──────── Excerpted data ────────

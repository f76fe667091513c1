//! Chart configuration.
//!
//! Every field has a default, so an empty YAML document is a valid config.
//!
//! ```yaml
//! layout:
//!   width: 800
//!   height: 500
//!   margins: { top: 40, right: 30, bottom: 50, left: 60 }
//! band_padding: 0.1
//! tick_count: 10
//! interaction:
//!   hit_half_width: 5
//!   tooltip_offset: [10, -28]
//! line:
//!   color: "#4682b4"
//!   stroke_width: 2
//!   curve: linear
//! bar_color: "#4682b4"
//! ```

use std::path::Path;

use serde::{Deserialize, Serialize};

use crate::axis::DEFAULT_TICK_COUNT;
use crate::color::Rgba;
use crate::error::{ConfigurationError, Result};
use crate::geometry::Point;
use crate::interaction::{DEFAULT_HIT_HALF_WIDTH, DEFAULT_TOOLTIP_OFFSET};
use crate::layout::Layout;
use crate::plots::Curve;

/// Full chart configuration.
#[derive(Debug, Clone, PartialEq, Serialize, Deserialize)]
pub struct ChartConfig {
    /// Outer size and margins.
    #[serde(default)]
    pub layout: Layout,

    /// Band padding fraction for bar charts, in `[0, 1)`.
    #[serde(default = "default_band_padding")]
    pub band_padding: f32,

    /// Tick count hint for continuous axes.
    #[serde(default = "default_tick_count")]
    pub tick_count: usize,

    /// Hover behaviour.
    #[serde(default)]
    pub interaction: InteractionConfig,

    /// Line chart styling.
    #[serde(default)]
    pub line: LineStyle,

    /// Bar fill color.
    #[serde(default = "default_color")]
    pub bar_color: Rgba,
}

/// Hover behaviour settings.
#[derive(Debug, Clone, PartialEq, Serialize, Deserialize)]
pub struct InteractionConfig {
    /// Half width of each hit strip in pixels.
    #[serde(default = "default_hit_half_width")]
    pub hit_half_width: f32,

    /// Tooltip offset from the pointer, `[dx, dy]`.
    #[serde(default = "default_tooltip_offset")]
    pub tooltip_offset: [f32; 2],
}

impl InteractionConfig {
    /// Tooltip offset as a point.
    #[must_use]
    pub fn tooltip_offset(&self) -> Point {
        Point::new(self.tooltip_offset[0], self.tooltip_offset[1])
    }
}

/// Line stroke settings.
#[derive(Debug, Clone, PartialEq, Serialize, Deserialize)]
pub struct LineStyle {
    /// Stroke color.
    #[serde(default = "default_color")]
    pub color: Rgba,

    /// Stroke width in pixels.
    #[serde(default = "default_stroke_width")]
    pub stroke_width: f32,

    /// Segment style.
    #[serde(default)]
    pub curve: Curve,
}

fn default_band_padding() -> f32 {
    0.1
}

fn default_tick_count() -> usize {
    DEFAULT_TICK_COUNT
}

fn default_color() -> Rgba {
    Rgba::STEELBLUE
}

fn default_hit_half_width() -> f32 {
    DEFAULT_HIT_HALF_WIDTH
}

fn default_tooltip_offset() -> [f32; 2] {
    [DEFAULT_TOOLTIP_OFFSET.x, DEFAULT_TOOLTIP_OFFSET.y]
}

fn default_stroke_width() -> f32 {
    2.0
}

impl Default for ChartConfig {
    fn default() -> Self {
        Self {
            layout: Layout::default(),
            band_padding: default_band_padding(),
            tick_count: default_tick_count(),
            interaction: InteractionConfig::default(),
            line: LineStyle::default(),
            bar_color: default_color(),
        }
    }
}

impl Default for InteractionConfig {
    fn default() -> Self {
        Self {
            hit_half_width: default_hit_half_width(),
            tooltip_offset: default_tooltip_offset(),
        }
    }
}

impl Default for LineStyle {
    fn default() -> Self {
        Self {
            color: default_color(),
            stroke_width: default_stroke_width(),
            curve: Curve::default(),
        }
    }
}

impl ChartConfig {
    /// Loads and validates configuration from a YAML file.
    ///
    /// # Errors
    ///
    /// Returns an error if the file cannot be read, does not parse, or fails
    /// [`validate`](Self::validate).
    pub fn load(path: impl AsRef<Path>) -> Result<Self> {
        let content = std::fs::read_to_string(path.as_ref())?;
        Self::from_yaml_str(&content)
    }

    /// Parses and validates configuration from a YAML string.
    ///
    /// # Errors
    ///
    /// Returns an error if the YAML is malformed or the values are invalid.
    pub fn from_yaml_str(yaml: &str) -> Result<Self> {
        // An empty document deserializes as unit, not as an empty map.
        let config: Self = if yaml.trim().is_empty() {
            Self::default()
        } else {
            serde_yaml_ng::from_str(yaml)?
        };
        config.validate()?;
        Ok(config)
    }

    /// Serializes to YAML.
    ///
    /// # Errors
    ///
    /// Returns an error if serialization fails.
    pub fn to_yaml_string(&self) -> Result<String> {
        Ok(serde_yaml_ng::to_string(self)?)
    }

    /// Check every value is usable.
    ///
    /// # Errors
    ///
    /// Returns the first [`ConfigurationError`] found.
    pub fn validate(&self) -> Result<()> {
        self.layout.inner()?;
        if !(0.0..1.0).contains(&self.band_padding) {
            return Err(ConfigurationError::InvalidPadding(self.band_padding).into());
        }
        let hw = self.interaction.hit_half_width;
        if !(hw > 0.0 && hw.is_finite()) {
            return Err(ConfigurationError::InvalidHitWidth(hw).into());
        }
        if self.tick_count == 0 {
            return Err(ConfigurationError::InvalidTickCount.into());
        }
        Ok(())
    }
}
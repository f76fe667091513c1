//! Output encoders.
//!
//! Encoders consume a finished [`RenderTree`](crate::render::RenderTree);
//! chart composition never calls them.

mod svg;

pub use svg::SvgEncoder;
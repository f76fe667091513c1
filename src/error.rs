//! Error types for chart construction.

use std::io;
use thiserror::Error;

use crate::chart::ChartKind;

/// Result type alias using [`Error`].
pub type Result<T> = std::result::Result<T, Error>;

/// Configuration problems detected at build time.
///
/// These are fatal to the render call that hit them and never retried.
#[derive(Error, Debug, Clone, PartialEq)]
pub enum ConfigurationError {
    /// Margins leave no room for the plot area.
    #[error("Plot area must be positive, got {width}x{height}")]
    NonPositivePlotArea {
        /// Derived inner width.
        width: f32,
        /// Derived inner height.
        height: f32,
    },

    /// Band padding outside `[0, 1)`.
    #[error("Band padding must be in [0, 1), got {0}")]
    InvalidPadding(f32),

    /// Hit-region half width must be positive and finite.
    #[error("Hit region half width must be positive, got {0}")]
    InvalidHitWidth(f32),

    /// Tick count hint of zero.
    #[error("Tick count hint must be at least 1")]
    InvalidTickCount,

    /// Unparseable color string.
    #[error("Invalid color: {0}")]
    InvalidColor(String),
}

/// Errors that can occur while building a chart.
#[derive(Error, Debug)]
pub enum Error {
    /// Invalid chart configuration.
    #[error("Configuration error: {0}")]
    Configuration(#[from] ConfigurationError),

    /// A data point does not have the shape the chart kind needs.
    #[error("Data point {index} cannot be plotted on a {kind} chart")]
    DataShape {
        /// Position of the offending point in the dataset.
        index: usize,
        /// Chart kind being rendered.
        kind: ChartKind,
    },

    /// A data point carries NaN or an infinite value.
    #[error("Data point {index} has a non-finite value")]
    NonFiniteValue {
        /// Position of the offending point in the dataset.
        index: usize,
    },

    /// Scale domain error (e.g. non-finite bounds).
    #[error("Scale domain error: {0}")]
    ScaleDomain(String),

    /// I/O error (config loading, SVG output).
    #[error("I/O error: {0}")]
    Io(#[from] io::Error),

    /// Malformed YAML configuration.
    #[error("Config parse error: {0}")]
    ConfigParse(#[from] serde_yaml_ng::Error),
}

impl Error {
    /// Whether this error stems from configuration rather than data.
    #[must_use]
    pub fn is_configuration(&self) -> bool {
        matches!(self, Self::Configuration(_) | Self::ConfigParse(_))
    }
}

#[cfg(test)]
mod tests {
    use super::*;

    #[test]
    fn test_error_display() {
        let err = Error::from(ConfigurationError::NonPositivePlotArea {
            width: -10.0,
            height: 100.0,
        });
        assert!(err.to_string().contains("Plot area must be positive"));
        assert!(err.to_string().contains("-10x100"));
        assert!(err.is_configuration());
    }

    #[test]
    fn test_data_shape_mentions_kind() {
        let err = Error::DataShape {
            index: 3,
            kind: ChartKind::Line,
        };
        assert!(err.to_string().contains('3'));
        assert!(err.to_string().contains("line"));
        assert!(!err.is_configuration());
    }

    #[test]
    fn test_invalid_padding_display() {
        let err = ConfigurationError::InvalidPadding(1.5);
        assert!(err.to_string().contains("1.5"));
    }
}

────────

Instructions for the task —
State how many lines of the records above contain "content", with no words besides the number.

Response —
2